Mattis dismisses reports of his exit: 'I love it here'
Mattis makes unannounced visit to Afghanistan, pushes Taliban peace talks: report
Mattis, joined by Joint Chiefs of Staff Chairman Gen. Joseph Dunford, made the trip at a time of worsening security in the country ahead of October's parliamentary election and a presidential election scheduled for April. The bilateral talks reportedly included discussion of reforms to Afghanistan national defense and security forces (ANDSF).
The two U.S. officials met Ghani in his presidential palace, where they discussed "peace process, positive impact of the South Asia strategy, reforms in ANDSF, upcoming parliamentary and presidential elections, counter-terrorism and dialogue with Pakistan," Ghani's official spokesman said on Twitter following the meeting.
The United States has about 14,000 military personnel in Afghanistan to counter terrorist groups like the Taliban, al Qaeda and the Islamic State in Iraq and Syria (ISIS), as well as to train and assist Afghan forces.
It's been a year since President Trump announced a new strategy to help end the 17-year war, injecting more than 3,000 troops into the fight and increasing air strikes.
But there's been little progress, and Washington has called on Taliban leaders in the country to broker peace talks.
Mattis and Dunford also met with Army Gen. Scott Miller, the new head of NATO forces in Afghanistan who took command on Sunday.
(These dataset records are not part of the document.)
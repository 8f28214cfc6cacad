//! Stress tests for the single-writer relay
//!
//! These tests verify:
//! - No entry is lost or duplicated under concurrent emission
//! - Lines from different threads never interleave
//! - Entries from one thread keep their submission order
//! - Sink swaps and flushes stay ordered with concurrent traffic

use llog::kv;
use llog::prelude::*;
use std::collections::HashMap;
use std::sync::Arc;
use std::thread;
use tempfile::TempDir;

const THREADS: usize = 8;
const PER_THREAD: usize = 500;

fn shared_logger(capacity: usize) -> (Arc<Logger>, MemorySink) {
    let buffer = MemorySink::new();
    let logger = Logger::builder()
        .min_level(LogLevel::Debug)
        .queue_capacity(capacity)
        .output(buffer.clone())
        .fallback(MemorySink::new())
        .build();
    (Arc::new(logger), buffer)
}

fn flood(logger: &Arc<Logger>) {
    let handles: Vec<_> = (0..THREADS)
        .map(|t| {
            let logger = Arc::clone(logger);
            thread::spawn(move || {
                for i in 0..PER_THREAD {
                    logger.info("tick", &[kv!("thread" => t, "seq" => i)]);
                }
            })
        })
        .collect();

    for handle in handles {
        handle.join().expect("producer panicked");
    }
}

/// Parse `~ INFO -- tick -- seq="N" thread="T"` into (thread, seq)
fn parse_tick(line: &str) -> (usize, usize) {
    let attrs = line
        .strip_prefix("~ INFO -- tick -- ")
        .unwrap_or_else(|| panic!("malformed line: {:?}", line));
    let mut seq = None;
    let mut thread = None;
    for pair in attrs.split(' ') {
        let (key, value) = pair.split_once('=').expect("missing '='");
        let value: usize = value.trim_matches('"').parse().expect("not a number");
        match key {
            "seq" => seq = Some(value),
            "thread" => thread = Some(value),
            other => panic!("unexpected key {:?}", other),
        }
    }
    (thread.expect("no thread"), seq.expect("no seq"))
}

fn assert_complete_and_ordered(lines: &[String]) {
    assert_eq!(lines.len(), THREADS * PER_THREAD);

    let mut next: HashMap<usize, usize> = HashMap::new();
    for line in lines {
        let (thread, seq) = parse_tick(line);
        let expected = next.entry(thread).or_insert(0);
        assert_eq!(seq, *expected, "thread {} out of order", thread);
        *expected += 1;
    }
    assert_eq!(next.len(), THREADS);
    assert!(next.values().all(|&n| n == PER_THREAD));
}

#[test]
fn test_concurrent_rendezvous_relay() {
    let (logger, buffer) = shared_logger(0);
    flood(&logger);
    logger.flush().expect("Failed to flush");

    assert_complete_and_ordered(&buffer.lines());
    assert_eq!(logger.metrics().entries_written(), (THREADS * PER_THREAD) as u64);
    assert_eq!(logger.metrics().write_failures(), 0);
}

#[test]
fn test_concurrent_buffered_relay() {
    let (logger, buffer) = shared_logger(64);
    flood(&logger);
    logger.flush().expect("Failed to flush");

    assert_complete_and_ordered(&buffer.lines());
}

#[test]
fn test_concurrent_file_output_has_whole_lines() {
    let temp_dir = TempDir::new().expect("Failed to create temp dir");
    let log_file = temp_dir.path().join("stress.log");

    let logger = Arc::new(
        Logger::builder()
            .output(FileSink::new(&log_file).expect("Failed to create sink"))
            .fallback(MemorySink::new())
            .build(),
    );
    flood(&logger);
    logger.flush().expect("Failed to flush");

    let content = std::fs::read_to_string(&log_file).expect("Failed to read log file");
    assert!(content.ends_with('\n'));
    let lines: Vec<String> = content.lines().map(str::to_string).collect();
    assert_complete_and_ordered(&lines);
}

#[test]
fn test_gate_changes_under_load() {
    let (logger, buffer) = shared_logger(0);

    let toggler = {
        let logger = Arc::clone(&logger);
        thread::spawn(move || {
            for i in 0..200 {
                let level = if i % 2 == 0 { LogLevel::Error } else { LogLevel::Debug };
                logger.set_level(level);
            }
            logger.set_level(LogLevel::Debug);
        })
    };

    flood(&logger);
    toggler.join().expect("toggler panicked");
    logger.error("done", &[]);
    logger.flush().expect("Failed to flush");

    // Some ticks may be filtered, but every written line is whole.
    let lines = buffer.lines();
    assert_eq!(lines.last().map(String::as_str), Some("~ ERROR -- done"));
    for line in &lines[..lines.len() - 1] {
        parse_tick(line);
    }
}

#[test]
fn test_output_swaps_stay_ordered() {
    let first = MemorySink::new();
    let second = MemorySink::new();
    let logger = Logger::builder()
        .output(first.clone())
        .fallback(MemorySink::new())
        .build();

    for i in 0..100 {
        logger.info("before", &[kv!("i" => i)]);
    }
    logger.set_output(second.clone()).expect("Failed to swap");
    for i in 0..100 {
        logger.info("after", &[kv!("i" => i)]);
    }
    logger.flush().expect("Failed to flush");

    assert_eq!(first.lines().len(), 100);
    assert!(first.lines().iter().all(|l| l.starts_with("~ INFO -- before")));
    assert_eq!(second.lines().len(), 100);
    assert!(second.lines().iter().all(|l| l.starts_with("~ INFO -- after")));
}

#[test]
fn test_blocking_emits_from_many_threads() {
    let (logger, buffer) = shared_logger(0);

    let handles: Vec<_> = (0..THREADS)
        .map(|t| {
            let logger = Arc::clone(&logger);
            thread::spawn(move || {
                for i in 0..50 {
                    logger
                        .log_blocking(LogLevel::Warn, "sync", &[kv!("t" => t, "i" => i)])
                        .expect("relay stopped");
                }
            })
        })
        .collect();
    for handle in handles {
        handle.join().expect("producer panicked");
    }

    // every blocking emit was fully handled before it returned
    assert_eq!(buffer.lines().len(), THREADS * 50);
}
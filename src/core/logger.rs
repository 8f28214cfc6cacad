//! Logger context: level gate, output configuration and the relay

use super::{
    error::Result,
    formatter,
    kv::Kv,
    level_gate::LevelGate,
    log_entry::{CompletionSignal, LogEntry},
    log_level::LogLevel,
    metrics::RelayMetrics,
    relay::{Relay, RelayMessage, RelayWorker},
    sink::Sink,
};
use crate::sinks::ConsoleSink;
use std::io::Write;
use std::sync::atomic::{AtomicBool, Ordering};
use std::sync::Arc;
use std::time::Duration;

/// Exit status used after a FATAL entry has been handled
pub const FATAL_EXIT_CODE: i32 = 1;

/// A logging context owning one relay worker
///
/// All emit methods take `&self`, so a `Logger` can be shared across threads
/// behind an `Arc` or used through the process-wide handle returned by
/// [`global()`](crate::global()).
///
/// # Example
///
/// ```
/// use llog::prelude::*;
///
/// let buffer = MemorySink::new();
/// let logger = Logger::builder()
///     .min_level(LogLevel::Info)
///     .output(buffer.clone())
///     .build();
///
/// logger.debug("hidden", &[]);
/// logger.error("buz", &[Kv::new().with("a", "b")]);
/// logger.flush().unwrap();
///
/// assert_eq!(buffer.contents(), "~ ERROR -- buz -- a=\"b\"\n");
/// ```
pub struct Logger {
    gate: LevelGate,
    display_timestamp: Arc<AtomicBool>,
    metrics: Arc<RelayMetrics>,
    relay: Relay,
}

impl Logger {
    /// A logger at INFO, without timestamps, writing to stdout
    #[must_use]
    pub fn new() -> Self {
        LoggerBuilder::new().build()
    }

    /// Create a builder for Logger
    #[must_use]
    pub fn builder() -> LoggerBuilder {
        LoggerBuilder::new()
    }

    pub fn level(&self) -> LogLevel {
        self.gate.get()
    }

    pub fn set_level(&self, level: LogLevel) {
        self.gate.set(level);
    }

    /// Set the threshold from a case-insensitive level name
    ///
    /// On an unrecognized name the threshold stays as it was.
    pub fn set_level_from_str(&self, name: &str) -> Result<()> {
        self.gate.set_from_str(name)
    }

    /// Replace the configured sink
    ///
    /// The swap is ordered with entries: everything submitted before this call
    /// goes to the previous sink, everything after to the new one.
    pub fn set_output<S: Sink + 'static>(&self, sink: S) -> Result<()> {
        self.relay.send(RelayMessage::SetOutput(Some(Box::new(sink))))
    }

    /// Drop the configured sink and write straight to the fallback
    pub fn reset_output(&self) -> Result<()> {
        self.relay.send(RelayMessage::SetOutput(None))
    }

    pub fn display_timestamp(&self) -> bool {
        self.display_timestamp.load(Ordering::Relaxed)
    }

    pub fn set_display_timestamp(&self, display: bool) {
        self.display_timestamp.store(display, Ordering::Relaxed);
    }

    /// Counters maintained by the relay worker
    pub fn metrics(&self) -> &RelayMetrics {
        &self.metrics
    }

    /// Block until every entry submitted so far is written and the sink flushed
    pub fn flush(&self) -> Result<()> {
        self.relay.flush()
    }

    /// FATAL always passes; every other level must meet the threshold
    fn permits(&self, level: LogLevel) -> bool {
        level == LogLevel::Fatal || self.gate.permits(level)
    }

    /// Merge `kvs` and submit an entry if `level` passes the gate
    ///
    /// Returns once the relay has accepted the entry. Write failures are
    /// handled by the relay and never reported here.
    pub fn log(&self, level: LogLevel, message: impl Into<String>, kvs: &[Kv]) {
        if !self.permits(level) {
            return;
        }

        let entry = LogEntry::from_sets(level, message, kvs);
        // A stopped relay only happens during teardown; there is nowhere to report it.
        let _ = self.relay.submit(entry);
    }

    /// Like [`Logger::log`], but wait until the relay has fully handled the entry
    ///
    /// That includes fallback recovery and, for FATAL, the sync/flush attempt.
    pub fn log_blocking(
        &self,
        level: LogLevel,
        message: impl Into<String>,
        kvs: &[Kv],
    ) -> Result<()> {
        if !self.permits(level) {
            return Ok(());
        }

        let (signal, completion) = CompletionSignal::new();
        let entry = LogEntry::from_sets(level, message, kvs).with_completion(signal);
        self.relay.submit(entry)?;
        completion.wait();
        Ok(())
    }

    #[inline]
    pub fn debug(&self, message: impl Into<String>, kvs: &[Kv]) {
        self.log(LogLevel::Debug, message, kvs);
    }

    #[inline]
    pub fn info(&self, message: impl Into<String>, kvs: &[Kv]) {
        self.log(LogLevel::Info, message, kvs);
    }

    #[inline]
    pub fn warn(&self, message: impl Into<String>, kvs: &[Kv]) {
        self.log(LogLevel::Warn, message, kvs);
    }

    #[inline]
    pub fn error(&self, message: impl Into<String>, kvs: &[Kv]) {
        self.log(LogLevel::Error, message, kvs);
    }

    /// Write a FATAL entry, wait for it to be handled, then exit with status 1
    ///
    /// The entry is emitted regardless of the current threshold.
    pub fn fatal(&self, message: impl Into<String>, kvs: &[Kv]) -> ! {
        let message = message.into();
        if self.log_blocking(LogLevel::Fatal, message.clone(), kvs).is_err() {
            // The relay is gone; stderr is the last place left to say why we exit.
            let entry = LogEntry::from_sets(LogLevel::Fatal, message, kvs);
            let line = formatter::format_entry(&entry, self.display_timestamp());
            let _ = std::io::stderr().write_all(&line);
        }
        std::process::exit(FATAL_EXIT_CODE)
    }

    /// Close the relay and wait up to `timeout` for pending entries to drain
    ///
    /// Returns `true` if the worker finished in time. Entries emitted after
    /// shutdown are discarded.
    pub fn shutdown(&mut self, timeout: Duration) -> bool {
        self.relay.shutdown(timeout)
    }
}

impl Default for Logger {
    fn default() -> Self {
        Self::new()
    }
}

/// Builder for constructing Logger with a fluent API
///
/// # Example
/// ```
/// use llog::prelude::*;
///
/// let logger = Logger::builder()
///     .min_level(LogLevel::Debug)
///     .display_timestamp(true)
///     .output(MemorySink::new())
///     .build();
///
/// assert_eq!(logger.level(), LogLevel::Debug);
/// assert!(logger.display_timestamp());
/// ```
pub struct LoggerBuilder {
    min_level: LogLevel,
    display_timestamp: bool,
    output: Option<Box<dyn Sink>>,
    fallback: Option<Box<dyn Sink>>,
    queue_capacity: usize,
}

impl LoggerBuilder {
    /// Create a new builder with default values
    pub fn new() -> Self {
        Self {
            min_level: LogLevel::Info,
            display_timestamp: false,
            output: None,
            fallback: None,
            queue_capacity: 0,
        }
    }

    /// Set minimum log level
    #[must_use = "builder methods return a new value"]
    pub fn min_level(mut self, level: LogLevel) -> Self {
        self.min_level = level;
        self
    }

    /// Prefix each line with the wall-clock time it was written at
    #[must_use = "builder methods return a new value"]
    pub fn display_timestamp(mut self, display: bool) -> Self {
        self.display_timestamp = display;
        self
    }

    /// Set the configured sink
    ///
    /// Without one, entries go to the fallback sink.
    #[must_use = "builder methods return a new value"]
    pub fn output<S: Sink + 'static>(mut self, sink: S) -> Self {
        self.output = Some(Box::new(sink));
        self
    }

    /// Set the fallback sink, stdout by default
    ///
    /// Failed writes to the configured sink are reported and replayed here.
    /// It cannot be changed once the logger is built.
    #[must_use = "builder methods return a new value"]
    pub fn fallback<S: Sink + 'static>(mut self, sink: S) -> Self {
        self.fallback = Some(Box::new(sink));
        self
    }

    /// Number of entries that may wait in the relay channel
    ///
    /// The default of zero hands each entry directly to the worker.
    #[must_use = "builder methods return a new value"]
    pub fn queue_capacity(mut self, capacity: usize) -> Self {
        self.queue_capacity = capacity;
        self
    }

    /// Build the Logger and start its relay worker
    pub fn build(self) -> Logger {
        let display_timestamp = Arc::new(AtomicBool::new(self.display_timestamp));
        let metrics = Arc::new(RelayMetrics::new());
        let fallback: Box<dyn Sink> = match self.fallback {
            Some(sink) => sink,
            None => Box::new(ConsoleSink::stdout()),
        };

        let worker = RelayWorker::new(
            self.output,
            fallback,
            Arc::clone(&display_timestamp),
            Arc::clone(&metrics),
        );

        Logger {
            gate: LevelGate::new(self.min_level),
            display_timestamp,
            metrics,
            relay: Relay::spawn(worker, self.queue_capacity),
        }
    }
}

impl Default for LoggerBuilder {
    fn default() -> Self {
        Self::new()
    }
}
Insurgents have continued to launch high-profile attacks in Afghanistan, including an ISIS-claimed rocket attack last month in Kabul while Ghani was giving a televised speech to mark the Eid al-Adha holiday.
Control of territory has also remained largely unchanged, with 65 percent of Afghans living in areas under government control. About 12 percent live under the Taliban and 23 percent reside in contested areas, according to the latest quarterly inspector general report on the mission.
Speaking with reporters on Wednesday, Mattis said he was hopeful about peace talks with the Taliban.
"Right now, we have more indications that reconciliation is no longer just a shimmer out there, no longer just a mirage," he said. "It now has some framework, there's some open lines of communication."
Gen. John Nicholson, the previous commander of U.S.-led forces in Afghanistan, said in May that there was an "intensified dialogue" between Taliban leaders and Afghan government officials.
That was followed by reports that a top State Department official met Taliban officials in Qatar to jumpstart peace talks.
"The most important work that has to be done is beginning the political process and reconciliation," Dunford told reporters, according to Reuters. "What we are trying to do in the military dimension is convince the Taliban that they cannot win on the battlefield and that they must engage in a peace process."
Mattis also pressed an "Afghan-led, Afghan-owned reconciliation process" while speaking at the Pentagon last month.
"We believe that the best way to get there is to ensure the Taliban recognizes they can't win on the battlefield, they must negotiate," Mattis said at the time.